21 October 2002 Application development tools vendor Progress Software has agreed to buy XML database specialist Excelon in an all-cash deal valued at around $24 million (€24.7m).
Excelon’s product set – which includes its flagship Extensible Information Server (XIS) XML database and ObjectStore, its object database product – will be incorporated into Progress’s wholly owned Sonic Software subsidiary, which focuses on web services-enabled enterprise application integration (EAI).
“The acquisition of Excelon strengthens Sonic’s Enterprise Service Bus (ESB) product and brings us closer to our goal of providing the ideal software platform for all levels of distributed, standards-based integration,” said Progress Software CEO Joe Alsop.
However, the integration market is one that Excelon has spent several years trying to crack, without much success.

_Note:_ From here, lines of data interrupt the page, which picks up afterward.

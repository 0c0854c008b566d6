use crate::aggregate::{rows_for_pairs, ResultRow};
use crate::dispatch::Dispatcher;
use crate::pairlist::PairRecord;
use crate::pool::{PoolReport, RunState, WorkerPool};
use anyhow::Result;
use async_trait::async_trait;
use log::{debug, info, warn};
use std::path::Path;
use std::process::{ExitStatus, Stdio};
use std::sync::Arc;
use std::time::Duration;
use tokio::io::{AsyncRead, AsyncReadExt};
use tokio::process::{Child, Command};

/// What a workflow hands to the aggregator.
#[derive(Debug, Default)]
pub struct RunOutput {
    pub report: PoolReport,
    /// One row per pair with a result or an existing pose file.
    pub rows: Vec<ResultRow>,
}

/// A workflow over the whole pair list.
#[async_trait]
pub trait Runner {
    async fn run(&self, pairs: &[PairRecord]) -> Result<RunOutput>;
}

/// How a child process ended.
#[derive(Debug)]
pub enum ProcessOutcome {
    Exited {
        status: ExitStatus,
        stdout: Vec<u8>,
        stderr: Vec<u8>,
    },
    TimedOut {
        stdout: Vec<u8>,
        stderr: Vec<u8>,
    },
}

impl ProcessOutcome {
    pub fn stderr(&self) -> &[u8] {
        match self {
            ProcessOutcome::Exited { stderr, .. } | ProcessOutcome::TimedOut { stderr, .. } => {
                stderr
            }
        }
    }

    pub fn stdout(&self) -> &[u8] {
        match self {
            ProcessOutcome::Exited { stdout, .. } | ProcessOutcome::TimedOut { stdout, .. } => {
                stdout
            }
        }
    }
}

// Grace period for draining pipes once the child is gone.
const DRAIN_GRACE: Duration = Duration::from_secs(2);

pub struct LocalJobStarter;

impl LocalJobStarter {
    /// Run `program` with `args`, killing it (and its process group) once
    /// `limit` elapses. Only spawn errors are returned as `Err`.
    pub async fn run_with_timeout(
        program: &Path,
        args: &[String],
        working_dir: &Path,
        limit: Duration,
    ) -> std::io::Result<ProcessOutcome> {
        let mut command = Command::new(program);
        command
            .args(args)
            .current_dir(working_dir)
            .stdin(Stdio::null())
            .stdout(Stdio::piped())
            .stderr(Stdio::piped())
            .kill_on_drop(true);
        #[cfg(unix)]
        command.process_group(0);

        let mut child = command.spawn()?;

        let stdout = tokio::spawn(drain(child.stdout.take()));
        let stderr = tokio::spawn(drain(child.stderr.take()));

        let status = match tokio::time::timeout(limit, child.wait()).await {
            Ok(status) => Some(status?),
            Err(_) => {
                warn!(
                    "{:?} exceeded {}s, killing it",
                    program.file_name().unwrap_or_default(),
                    limit.as_secs()
                );
                kill_tree(&mut child).await;
                None
            }
        };

        let stdout = collect(stdout).await;
        let stderr = collect(stderr).await;

        Ok(match status {
            Some(status) => ProcessOutcome::Exited {
                status,
                stdout,
                stderr,
            },
            None => ProcessOutcome::TimedOut { stdout, stderr },
        })
    }
}

async fn drain<R: AsyncRead + Unpin>(pipe: Option<R>) -> Vec<u8> {
    let mut buf = Vec::new();
    if let Some(mut pipe) = pipe {
        if let Err(e) = pipe.read_to_end(&mut buf).await {
            debug!("Child output read stopped after {} bytes: {}", buf.len(), e);
        }
    }
    buf
}

async fn collect(handle: tokio::task::JoinHandle<Vec<u8>>) -> Vec<u8> {
    match tokio::time::timeout(DRAIN_GRACE, handle).await {
        Ok(Ok(buf)) => buf,
        _ => Vec::new(),
    }
}

async fn kill_tree(child: &mut Child) {
    #[cfg(unix)]
    if let Some(pid) = child.id() {
        // The child leads its own process group; take the whole group down.
        unsafe {
            libc::kill(-(pid as libc::pid_t), libc::SIGKILL);
        }
    }
    let _ = child.start_kill();
    let _ = child.wait().await;
}

/// One docking mode over every pair, resumable.
pub struct DockingRun {
    pub pool: WorkerPool,
    pub dispatcher: Arc<Dispatcher>,
    pub state: Arc<RunState>,
}

#[async_trait]
impl Runner for DockingRun {
    async fn run(&self, pairs: &[PairRecord]) -> Result<RunOutput> {
        info!(
            "Running {} docking on {} pairs ({} workers)",
            self.dispatcher.label(),
            pairs.len(),
            self.pool.concurrency()
        );
        self.dispatcher.prepare().await?;
        let report = self
            .pool
            .run(pairs, self.dispatcher.clone(), self.state.clone())
            .await;
        let rows = rows_for_pairs(pairs, &self.dispatcher, &report.results);
        Ok(RunOutput { report, rows })
    }
}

The company, which started in 1988 as object database company Object Design, shifted its focus to integration in 1999, launching an XML database and integration toolset Excelon, and renaming the company after this new product a year later.
Since late 2001, the company has focused on the fashionable area of business process management, using the XIS database to co-ordinate transactions between discrete enterprise applications.

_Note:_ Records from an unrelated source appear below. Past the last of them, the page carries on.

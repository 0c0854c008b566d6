use crate::config::SearchParams;

/// Rescore the supplied ligand pose in place; no search.
pub fn score_args(params: &SearchParams) -> Vec<String> {
    vec![
        "--score_only".to_string(),
        "--cnn_scoring".to_string(),
        params.cnn_scoring.as_str().to_string(),
    ]
}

While Excelon has become an early leader in XML databases, it has struggled to achieve awareness in a fledgling market dominated by two much bigger companies — Computer Associates and Software AG. Its older ObjectStore database still accounted for the bulk of revenues in its most recent fiscal year.
Excelon has also experienced considerable financial difficulties in 2002, as a modest increase in sales of its XML products failed to offset plunging ObjectStore revenues. The company was forced into a one-for-eight reverse stock split on 7 September after receiving notice some two months earlier that its stock was trading at such a low level that it would be subject to Nasdaq delisting.